Date: November 15th, 2025 3:34 PM
Author: Mainlining the $ecret Truth of the Univer$e (One Year Performance 1978-1979 (Cage Piece) (Awfully coy u are))
https://www.nytimes.com/2025/11/15/us/parakeets-smuggling-in-pants.html?smid=nytcore-android-share
The man was found with the heavily sedated birds in his underwear as he crossed the border from Mexico in late October, federal prosecutors said.
When Jesse Agus Martinez crossed the border from Mexico into Southern California in late October, he said he had nothing on him.
Then a U.S. Customs and Border Protection officer noticed a bulge in Mr. Martinez’s pants.
Mr. Martinez, 35, was indicted on a federal smuggling charge on Friday, weeks after he was found with two heavily sedated orange-fronted parakeets in his trousers, the U.S. attorney’s office for the Southern District of California said in a news release.
If convicted, he faces potential penalties of a fine of up to $250,000 and a maximum of 20 years in prison.
The birds, which are a protected species that are native to Mexico, were found on or about Oct. 23 “apparently unconscious but breathing” in two sacks, according to federal prosecutors.
Mr. Martinez, a U.S. citizen residing in Mexico who was caught in September trying to bring a parrot into the country, “claimed several times” that the bulge was his penis, according to court records, but when customs officers patted him down, he told them he had birds in his groin area.
A U.S. Fish and Wildlife Service inspector identified the birds as protected parakeets, and they were placed in a cage with food and water, according to court records.
A lawyer listed in court documents for Mr.
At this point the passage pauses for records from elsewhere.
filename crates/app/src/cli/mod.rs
use clap::{Parser, Subcommand};

mod db;
mod token;
mod user;

#[derive(Debug, Parser)]
#[command(name = "storefront-app", about = "Storefront admin CLI", long_about = None)]
pub(crate) struct Cli {
    #[command(subcommand)]
    command: Commands,
}

#[derive(Debug, Subcommand)]
enum Commands {
    User(user::UserCommand),
    Token(token::TokenCommand),
    Db(db::DbCommand),
}

impl Cli {
    pub(crate) async fn run(self) -> Result<(), String> {
        match self.command {
            Commands::User(command) => user::run(command).await,
            Commands::Token(command) => token::run(command).await,
            Commands::Db(command) => db::run(command).await,
        }
    }
}

pub(crate) async fn connect(database_url: &str) -> Result<sqlx::PgPool, String> {
    storefront_app::database::connect(database_url)
        .await
        .map_err(|error| format!("failed to connect to database: {error}"))
}
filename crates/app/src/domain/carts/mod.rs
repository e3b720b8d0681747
//! Carts

pub mod data;
pub mod errors;
pub mod keys;
pub mod records;
mod repository;
pub mod service;
pub mod session;
pub mod stores;
pub mod summary;

pub use errors::{CartStoreError, CartsServiceError};
pub use service::CartService;
pub use session::CartSession;
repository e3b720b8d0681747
//! Auth data models.

use jiff::Timestamp;
use uuid::Uuid;

use crate::{auth::ApiTokenVersion, domain::users::records::{UserId, UserRecord}};

/// API token data used during bearer authentication.
#[derive(Debug, Clone)]
pub(crate) struct ActiveApiToken {
    /// The shopper this token signs in as.
    pub user: UserRecord,

    /// Token format/hash version.
    pub version: ApiTokenVersion,

    /// SHA-256 verifier for the token secret material.
    pub token_hash: String,
}

/// API token metadata persisted in storage.
#[derive(Debug, Clone)]
pub struct ApiTokenMetadata {
    pub uuid: Uuid,
    pub user_id: UserId,
    pub version: ApiTokenVersion,
    pub created_at: Timestamp,
    pub last_used_at: Option<Timestamp>,
    pub expires_at: Option<Timestamp>,
    pub revoked_at: Option<Timestamp>,
}

/// New API token persistence payload.
#[derive(Debug, Clone)]
pub struct NewApiToken {
    pub uuid: Uuid,
    pub user_id: UserId,
    pub version: ApiTokenVersion,
    pub token_hash: String,
    pub expires_at: Option<Timestamp>,
}

/// API token issuance result with one-time raw token.
#[derive(Debug, Clone)]
pub struct IssuedApiToken {
    pub token: String,
    pub metadata: ApiTokenMetadata,
}
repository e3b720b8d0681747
//! Products

pub(crate) mod errors;
mod handlers;
pub(crate) mod resources;

pub(crate) use handlers::*;
//! Storefront domain, persistence and cart reconciliation.

pub mod auth;
pub mod context;
pub mod database;
pub mod domain;
pub mod ids;
pub mod uuids;

#[cfg(test)]
mod test;
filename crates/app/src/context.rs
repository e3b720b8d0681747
//! App Context

use std::sync::Arc;

use thiserror::Error;

use crate::{
    auth::{AuthService, PgAuthService},
    database::{self, Db},
    domain::{
        carts::{
            CartService,
            stores::{PgUserCartStores, UserCartStores},
        },
        products::{MediaUrls, PgProductsService, ProductsService},
    },
};

#[derive(Debug, Error)]
pub enum AppInitError {
    #[error("failed to connect to database")]
    Database(#[source] sqlx::Error),

    #[error("failed to apply migrations")]
    Migrate(#[source] sqlx::migrate::MigrateError),
}

#[derive(Clone)]
pub struct AppContext {
    pub products: Arc<dyn ProductsService>,
    pub auth: Arc<dyn AuthService>,
    pub carts: Arc<CartService>,
    pub cart_stores: Arc<dyn UserCartStores>,
    pub media: MediaUrls,
}

impl std::fmt::Debug for AppContext {
    fn fmt(&self, f: &mut std::fmt::Formatter<'_>) -> std::fmt::Result {
        f.debug_struct("AppContext")
            .field("media", &self.media)
            .finish_non_exhaustive()
    }
}

impl AppContext {
    /// Build application context from a database URL.
    ///
    /// # Errors
    ///
    /// Returns an error when establishing a database connection or applying
    /// migrations fails.
    pub async fn from_database_url(
        url: &str,
        media: MediaUrls,
        run_migrations: bool,
    ) -> Result<Self, AppInitError> {
        let pool = database::connect(url)
            .await
            .map_err(AppInitError::Database)?;

        if run_migrations {
            database::migrate(&pool)
                .await
                .map_err(AppInitError::Migrate)?;
        }

        let db = Db::new(pool.clone());

        let products: Arc<dyn ProductsService> = Arc::new(PgProductsService::new(db));

        Ok(Self {
            carts: Arc::new(CartService::new(products.clone(), media.clone())),
            products,
            auth: Arc::new(PgAuthService::new(pool.clone())),
            cart_stores: Arc::new(PgUserCartStores::new(pool)),
            media,
        })
    }
}
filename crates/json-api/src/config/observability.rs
//! Observability & Logging Config

use clap::{ArgAction, Args};

/// Log output format.
#[derive(Clone, Copy, Debug, clap::ValueEnum)]
pub enum LogFormat {
    /// Compact, human-readable logs.
    Compact,

    /// Structured JSON logs.
    Json,
}

/// Logging settings.
#[derive(Debug, Args)]
pub struct LoggingConfig {
    /// Log level (trace, debug, info, warn, error)
    #[arg(short, long, env = "RUST_LOG", default_value = "info")]
    pub log_level: String,

    /// Log format (compact, json)
    #[arg(long, env = "LOG_FORMAT", value_enum, default_value_t = LogFormat::Compact)]
    pub log_format: LogFormat,

    /// Requests slower than this are logged at warn.
    #[arg(long, env = "SLOW_REQUEST_THRESHOLD_MS", default_value_t = 1_000_u64)]
    pub slow_request_threshold_ms: u64,
}

/// Observability settings.
#[derive(Debug, Args)]
pub struct ObservabilityConfig {
    /// Export traces over OTLP. Off unless a collector is configured.
    #[arg(long, env = "OTEL_ENABLED", default_value_t = false, action = ArgAction::Set)]
    pub otel_enabled: bool,

    /// Enable traceparent extraction from incoming request headers.
    #[arg(long, env = "OTEL_PARENT_PROPAGATION_ENABLED", default_value_t = false)]
    pub otel_parent_propagation_enabled: bool,

    /// OTLP `gRPC` endpoint for trace export.
    #[arg(
        long,
        env = "OTEL_EXPORTER_OTLP_ENDPOINT",
        default_value = "http://localhost:4317"
    )]
    pub otel_exporter_otlp_endpoint: String,

    /// OTLP exporter timeout in seconds.
    #[arg(
        long,
        env = "OTEL_EXPORTER_OTLP_TIMEOUT_SECONDS",
        default_value_t = 3u64
    )]
    pub otel_exporter_otlp_timeout_seconds: u64,

    /// OpenTelemetry service name.
    #[arg(long, env = "OTEL_SERVICE_NAME", default_value = "storefront-json")]
    pub otel_service_name: String,

    /// OpenTelemetry service version.
    #[arg(
        long,
        env = "OTEL_SERVICE_VERSION",
        default_value = env!("CARGO_PKG_VERSION")
    )]
    pub otel_service_version: String,

    /// OpenTelemetry deployment environment.
    #[arg(
        long,
        env = "OTEL_DEPLOYMENT_ENVIRONMENT",
        default_value = "development"
    )]
    pub otel_deployment_environment: String,

    /// Share of new traces that are sampled, between 0 and 1.
    #[arg(
        long,
        env = "OTEL_TRACE_SAMPLE_RATIO",
        default_value_t = 1.0_f64,
        value_parser = parse_sample_ratio
    )]
    pub otel_trace_sample_ratio: f64,
}

fn parse_sample_ratio(value: &str) -> Result<f64, String> {
    let ratio: f64 = value
        .parse()
        .map_err(|error| format!("`{value}` is not a number: {error}"))?;

    if (0.0..=1.0).contains(&ratio) {
        Ok(ratio)
    } else {
        Err(format!("`{value}` is outside 0..=1"))
    }
}

#[cfg(test)]
mod tests {
    use super::*;

    #[test]
    fn sample_ratio_must_be_a_fraction() {
        assert_eq!(parse_sample_ratio("0.25"), Ok(0.25));
        assert!(parse_sample_ratio("1.5").is_err());
        assert!(parse_sample_ratio("-0.1").is_err());
        assert!(parse_sample_ratio("all").is_err());
    }
}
Martinez did not immediately respond to a request for comment on Saturday. The U.S. attorney’s office declined to comment. The U.S. Fish and Wildlife Service, which is investigating the matter, did not immediately respond to a request for comment.
Orange-fronted parakeets, whose scientific name is Eupsittula canicularis, are listed as “vulnerable” on the Red List of Threatened Species of the International Union for Conservation of Nature and Natural Resources, the most comprehensive global catalog of the status of animal and plant species.
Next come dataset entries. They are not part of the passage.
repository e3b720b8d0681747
//! Logging subscriber initialisation.

use opentelemetry::trace::TracerProvider as _;
use opentelemetry_sdk::trace::SdkTracerProvider;
use tracing_subscriber::{
    EnvFilter, Layer, Registry, layer::SubscriberExt, util::SubscriberInitExt,
};

use crate::config::{ServerConfig, observability::LogFormat};

use super::ObservabilityError;

/// Noisy dependencies are held at `warn` whatever the configured level.
const QUIET_TARGETS: &[&str] = &["h2", "hyper", "tonic", "sqlx", "opentelemetry", "salvo_core"];

pub(super) fn init_subscriber(
    config: &ServerConfig,
    tracer_provider: Option<&SdkTracerProvider>,
) -> Result<(), ObservabilityError> {
    let fmt_layer: Box<dyn Layer<Registry> + Send + Sync> = match config.logging.log_format {
        LogFormat::Compact => tracing_subscriber::fmt::layer()
            .compact()
            .with_target(true)
            .with_file(true)
            .with_line_number(true)
            .boxed(),
        LogFormat::Json => tracing_subscriber::fmt::layer()
            .json()
            .with_current_span(true)
            .with_span_list(true)
            .with_target(true)
            .boxed(),
    };

    let filter = EnvFilter::try_from_default_env()
        .unwrap_or_else(|_| EnvFilter::new(default_directives(&config.logging.log_level)));

    let otel_layer = tracer_provider.map(|provider| {
        tracing_opentelemetry::layer()
            .with_tracer(provider.tracer(config.observability.otel_service_name.clone()))
    });

    tracing_subscriber::registry()
        .with(fmt_layer)
        .with(filter)
        .with(otel_layer)
        .try_init()?;

    Ok(())
}

fn default_directives(level: &str) -> String {
    QUIET_TARGETS
        .iter()
        .fold(level.to_string(), |directives, target| {
            format!("{directives},{target}=warn")
        })
}
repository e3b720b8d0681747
//! Home Page Handler

use std::sync::Arc;

use salvo::{
    oapi::{ToSchema, extract::QueryParam},
    prelude::*,
};
use serde::{Deserialize, Serialize};

use storefront_app::domain::products::data::Pagination;

use crate::{
    extensions::*,
    pages::{Page, SharedProps, shared_props},
    products::{errors::into_status_error, resources::ProductListResource},
    state::State,
};

/// Front-end component for the home page.
pub(crate) const COMPONENT: &str = "Home";

/// Props for the home page.
#[derive(Debug, Serialize, Deserialize, ToSchema)]
pub(crate) struct HomeProps {
    #[serde(flatten)]
    pub shared: SharedProps,

    /// One page of published products, newest first.
    pub products: ProductListResource,
}

/// Home Page Handler
///
/// Returns a page of published products.
#[endpoint(tags("products"), summary = "Home Page")]
pub(crate) async fn handler(
    page: QueryParam<u32, false>,
    per_page: QueryParam<u32, false>,
    req: &mut Request,
    depot: &mut Depot,
) -> Result<Json<Page<HomeProps>>, StatusError> {
    let state = depot.obtain_or_500::<Arc<State>>()?;

    let pagination = Pagination::new(
        page.into_inner().unwrap_or(1),
        per_page.into_inner().unwrap_or(state.site.per_page),
    );

    let listing = state
        .app
        .products
        .list_products(pagination)
        .await
        .map_err(into_status_error)?;

    let products = ProductListResource::new(&listing, &state.app.media);
    let shared = shared_props(req, depot).await?;

    Ok(Json(Page::new(
        COMPONENT,
        req,
        HomeProps { shared, products },
    )))
}
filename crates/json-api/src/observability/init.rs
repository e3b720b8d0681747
//! Telemetry lifecycle management.

use opentelemetry::global;
use opentelemetry_sdk::{propagation::TraceContextPropagator, trace::SdkTracerProvider};
use tracing::error;

use crate::config::ServerConfig;

use super::{ObservabilityError, logging, otel, settings};

/// Runtime observability state.
#[derive(Debug)]
pub(crate) struct Observability {
    tracer_provider: Option<SdkTracerProvider>,
}

impl Observability {
    /// Initialize structured logging and optional OpenTelemetry export.
    pub(crate) fn init(config: &ServerConfig) -> Result<Self, ObservabilityError> {
        settings::apply_runtime_config(config);

        let tracer_provider = if config.observability.otel_enabled {
            global::set_text_map_propagator(TraceContextPropagator::new());

            Some(otel::build_tracer_provider(config)?)
        } else {
            None
        };

        logging::init_subscriber(config, tracer_provider.as_ref())?;

        Ok(Self { tracer_provider })
    }

    /// Flush and shutdown telemetry pipelines.
    pub(crate) fn shutdown(self) {
        let Some(provider) = self.tracer_provider else {
            return;
        };

        if let Err(source) = provider.shutdown() {
            error!("failed to shutdown tracer provider: {source}");
        }
    }
}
The pet trade poses the greatest threat to the birds, according to the group, which notes that, between 1998 and 2008, more than 8,000 birds were legally captured, making it the second-most sought-out parrot species in Mexico.
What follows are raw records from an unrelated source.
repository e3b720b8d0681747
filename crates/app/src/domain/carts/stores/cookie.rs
//! Guest cookie cart store
//!
//! The whole cart is one JSON object mapping the cart key string to its line,
//! base64url encoded (no padding) so it is safe as a cookie value. Every
//! mutation rewrites the whole object.

use std::collections::BTreeMap;

use async_trait::async_trait;
use base64::{Engine, engine::general_purpose::URL_SAFE_NO_PAD};
use rust_decimal::Decimal;
use serde::{Deserialize, Serialize};
use tokio::sync::Mutex;
use tracing::warn;
use uuid::Uuid;

use crate::domain::{
    carts::{
        data::NewCartItem,
        errors::CartStoreError,
        keys::{CartKey, OptionSelection},
        records::{CartItemUuid, StoredCartItem},
        stores::CartStore,
    },
    products::records::ProductId,
};

/// Name of the cookie holding a guest cart.
pub const CART_COOKIE_NAME: &str = "cartItems";

/// One line of the guest cart cookie.
#[derive(Debug, Clone, PartialEq, Eq, Serialize, Deserialize)]
pub struct GuestCartEntry {
    pub id: Uuid,
    pub product_id: ProductId,
    pub quantity: u32,
    #[serde(with = "rust_decimal::serde::float")]
    pub price: Decimal,
    pub option_ids: OptionSelection,
}

type GuestCart = BTreeMap<String, GuestCartEntry>;

#[derive(Debug, Default)]
struct CookieState {
    /// Cookie value as received, until first use.
    raw: Option<String>,
    entries: Option<GuestCart>,
    dirty: bool,
}

impl CookieState {
    fn parsed(&mut self) -> Result<&mut GuestCart, CartStoreError> {
        if self.entries.is_none() {
            let entries = match self.raw.as_deref() {
                Some(raw) => decode(raw)?,
                None => GuestCart::new(),
            };

            self.raw = None;
            self.entries = Some(entries);
        }

        Ok(self.entries.get_or_insert_with(GuestCart::new))
    }

    /// Entries for a mutation; an undecodable cookie is replaced by an empty cart.
    fn writable(&mut self) -> &mut GuestCart {
        if let Some(error) = self.parsed().err() {
            warn!(%error, "discarding malformed guest cart cookie");

            self.raw = None;
            self.entries = Some(GuestCart::new());
        }

        self.dirty = true;

        self.entries.get_or_insert_with(GuestCart::new)
    }
}

/// A guest's cart held in the request cookie.
///
/// Reads decode the incoming cookie lazily. After a mutation,
/// [`CookieCartStore::pending_cookie_value`] yields the value to send back.
#[derive(Debug, Default)]
pub struct CookieCartStore {
    state: Mutex<CookieState>,
}

impl CookieCartStore {
    /// Store over the cookie value received with the request, if any.
    #[must_use]
    pub fn new(raw: Option<String>) -> Self {
        Self {
            state: Mutex::new(CookieState {
                raw: raw.filter(|raw| !raw.is_empty()),
                entries: None,
                dirty: false,
            }),
        }
    }

    /// The encoded cookie to write back, if the cart was changed.
    ///
    /// # Errors
    ///
    /// Returns an error when the cart cannot be serialised.
    pub async fn pending_cookie_value(&self) -> Result<Option<String>, CartStoreError> {
        let state = self.state.lock().await;

        if !state.dirty {
            return Ok(None);
        }

        let empty = GuestCart::new();
        let entries = state.entries.as_ref().unwrap_or(&empty);

        encode(entries).map(Some)
    }
}

/// Encode guest cart entries into a cookie value.
///
/// # Errors
///
/// Returns an error when the entries cannot be serialised.
pub fn encode_entries<'a>(
    entries: impl IntoIterator<Item = &'a GuestCartEntry>,
) -> Result<String, CartStoreError> {
    let cart: GuestCart = entries
        .into_iter()
        .map(|entry| (entry_key(entry).to_string(), entry.clone()))
        .collect();

    encode(&cart)
}

fn entry_key(entry: &GuestCartEntry) -> CartKey {
    CartKey::new(entry.product_id, entry.option_ids.clone())
}

fn encode(cart: &GuestCart) -> Result<String, CartStoreError> {
    let json = serde_json::to_vec(cart).map_err(CartStoreError::Encode)?;

    Ok(URL_SAFE_NO_PAD.encode(json))
}

fn decode(raw: &str) -> Result<GuestCart, CartStoreError> {
    let json = URL_SAFE_NO_PAD
        .decode(raw.trim())
        .map_err(|error| CartStoreError::Malformed {
            reason: format!("cookie is not base64url: {error}"),
        })?;

    serde_json::from_slice(&json).map_err(|error| CartStoreError::Malformed {
        reason: format!("cookie is not a cart: {error}"),
    })
}

#[async_trait]
impl CartStore for CookieCartStore {
    async fn load(&self) -> Result<Vec<StoredCartItem>, CartStoreError> {
        let mut state = self.state.lock().await;

        let entries = state.parsed()?;

        Ok(entries
            .values()
            .map(|entry| StoredCartItem {
                uuid: CartItemUuid::from_uuid(entry.id),
                key: entry_key(entry),
                quantity: entry.quantity,
                price: entry.price,
            })
            .collect())
    }

    async fn add(&self, item: NewCartItem) -> Result<(), CartStoreError> {
        let mut state = self.state.lock().await;

        let entries = state.writable();

        entries
            .entry(item.key.to_string())
            .and_modify(|entry| {
                entry.quantity = entry.quantity.saturating_add(item.quantity);
                entry.price = item.price;
            })
            .or_insert_with(|| GuestCartEntry {
                id: item.uuid.into_uuid(),
                product_id: item.key.product,
                quantity: item.quantity,
                price: item.price,
                option_ids: item.key.selection.clone(),
            });

        Ok(())
    }

    async fn update_quantity(
        &self,
        key: &CartKey,
        quantity: u32,
    ) -> Result<bool, CartStoreError> {
        let mut state = self.state.lock().await;

        let updated = match state.writable().get_mut(&key.to_string()) {
            Some(entry) => {
                entry.quantity = quantity;
                true
            }
            None => false,
        };

        Ok(updated)
    }

    async fn remove(&self, key: &CartKey) -> Result<bool, CartStoreError> {
        let mut state = self.state.lock().await;

        Ok(state.writable().remove(&key.to_string()).is_some())
    }
}

#[cfg(test)]
mod tests {
    use testresult::TestResult;

    use crate::domain::products::records::{OptionId, VariationTypeId};

    use super::*;

    fn key(product: i64, pairs: &[(i64, i64)]) -> CartKey {
        CartKey::new(
            ProductId::from_i64(product),
            pairs
                .iter()
                .map(|(variation_type, option)| {
                    (
                        VariationTypeId::from_i64(*variation_type),
                        OptionId::from_i64(*option),
                    )
                })
                .collect(),
        )
    }

    fn new_item(key: CartKey, quantity: u32, price: Decimal) -> NewCartItem {
        NewCartItem {
            uuid: CartItemUuid::new(),
            key,
            quantity,
            price,
        }
    }

    #[tokio::test]
    async fn fresh_store_is_empty_and_clean() -> TestResult {
        let store = CookieCartStore::new(None);

        assert!(store.load().await?.is_empty());
        assert_eq!(store.pending_cookie_value().await?, None);

        Ok(())
    }

    #[tokio::test]
    async fn duplicate_adds_merge_and_refresh_price() -> TestResult {
        let store = CookieCartStore::new(None);

        store
            .add(new_item(key(1, &[(2, 9), (1, 5)]), 2, Decimal::new(1999, 2)))
            .await?;
        store
            .add(new_item(key(1, &[(1, 5), (2, 9)]), 1, Decimal::new(1899, 2)))
            .await?;

        let lines = store.load().await?;

        assert_eq!(lines.len(), 1);
        assert_eq!(lines[0].quantity, 3);
        assert_eq!(lines[0].price, Decimal::new(1899, 2));

        Ok(())
    }

    #[tokio::test]
    async fn cookie_value_round_trips_into_a_new_request() -> TestResult {
        let store = CookieCartStore::new(None);
        let first = new_item(key(4, &[(1, 5)]), 2, Decimal::new(1999, 2));
        let uuid = first.uuid;

        store.add(first).await?;

        let cookie = store.pending_cookie_value().await?.expect("cookie should be written");
        let next_request = CookieCartStore::new(Some(cookie));

        let lines = next_request.load().await?;

        assert_eq!(lines.len(), 1);
        assert_eq!(lines[0].uuid, uuid);
        assert_eq!(lines[0].key, key(4, &[(1, 5)]));
        assert_eq!(next_request.pending_cookie_value().await?, None);

        Ok(())
    }

    #[tokio::test]
    async fn cookie_json_uses_cart_key_strings() -> TestResult {
        let store = CookieCartStore::new(None);

        store
            .add(new_item(key(4, &[(2, 9), (1, 5)]), 1, Decimal::new(500, 2)))
            .await?;

        let cookie = store.pending_cookie_value().await?.expect("cookie should be written");
        let json: serde_json::Value = serde_json::from_slice(&URL_SAFE_NO_PAD.decode(cookie)?)?;

        let entry = &json[r#"4_{"1":5,"2":9}"#];

        assert_eq!(entry["product_id"], 4);
        assert_eq!(entry["quantity"], 1);
        assert_eq!(entry["price"], 5.0);
        assert_eq!(entry["option_ids"]["1"], 5);

        Ok(())
    }

    #[tokio::test]
    async fn absent_keys_are_left_alone() -> TestResult {
        let store = CookieCartStore::new(None);

        store
            .add(new_item(key(1, &[]), 1, Decimal::new(100, 2)))
            .await?;

        assert!(!store.update_quantity(&key(2, &[]), 5).await?);
        assert!(!store.remove(&key(2, &[])).await?);
        assert_eq!(store.load().await?.len(), 1);

        Ok(())
    }

    #[tokio::test]
    async fn update_then_remove() -> TestResult {
        let store = CookieCartStore::new(None);
        let line = key(1, &[(1, 5)]);

        store
            .add(new_item(line.clone(), 1, Decimal::new(100, 2)))
            .await?;

        assert!(store.update_quantity(&line, 7).await?);
        assert_eq!(store.load().await?[0].quantity, 7);

        assert!(store.remove(&line).await?);
        assert!(store.load().await?.is_empty());

        Ok(())
    }

    #[tokio::test]
    async fn malformed_cookie_is_reported_on_read() {
        let store = CookieCartStore::new(Some("not a cart!".to_string()));

        let result = store.load().await;

        assert!(
            matches!(result, Err(CartStoreError::Malformed { .. })),
            "expected Malformed, got {result:?}"
        );
    }

    #[tokio::test]
    async fn malformed_cookie_is_replaced_on_write() -> TestResult {
        let store = CookieCartStore::new(Some(URL_SAFE_NO_PAD.encode("[1,2,3]")));

        store
            .add(new_item(key(3, &[]), 2, Decimal::new(250, 2)))
            .await?;

        let lines = store.load().await?;

        assert_eq!(lines.len(), 1);
        assert_eq!(lines[0].quantity, 2);
        assert!(store.pending_cookie_value().await?.is_some());

        Ok(())
    }

    #[tokio::test]
    async fn encode_entries_matches_store_output() -> TestResult {
        let entry = GuestCartEntry {
            id: Uuid::now_v7(),
            product_id: ProductId::from_i64(8),
            quantity: 2,
            price: Decimal::new(1000, 2),
            option_ids: OptionSelection::new(),
        };

        let cookie = encode_entries([&entry])?;
        let lines = CookieCartStore::new(Some(cookie)).load().await?;

        assert_eq!(lines.len(), 1);
        assert_eq!(lines[0].key, CartKey::new(ProductId::from_i64(8), OptionSelection::new()));

        Ok(())
    }
}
The country banned the parrot trade in 2008, but “illegal capturing is still ongoing in Mexico, albeit decreasing in recent years.” The birds are also threated by habitat loss and degradation, according to the group.
Mr. Martinez, who said he hid the birds because he did not have the correct paperwork to bring them into the United States, claimed that the birds were his pets, which he got from his uncle in Mexico, and that he planned to “keep them in a shoe box in his van,” according to court records.
He said he tried to bring a bird into the country in September, but he was caught by customs officers and it was confiscated. Court records said he had a parrot concealed in a towel under his arm and that, according to C.P.B. documents, it was “subsequently euthanized.”
Imported wildlife must be quarantined before it can be introduced to the country, the U.S. attorney’s office said, noting that many animals have diseases, like bird flu, that can infect humans or other animals.
The birds found on Mr. Martinez were taken to the Animal Import Center of the U.S. Department of Agriculture in Rock Tavern, N.Y., for quarantine, according to court records, where they were “reported to be doing well.”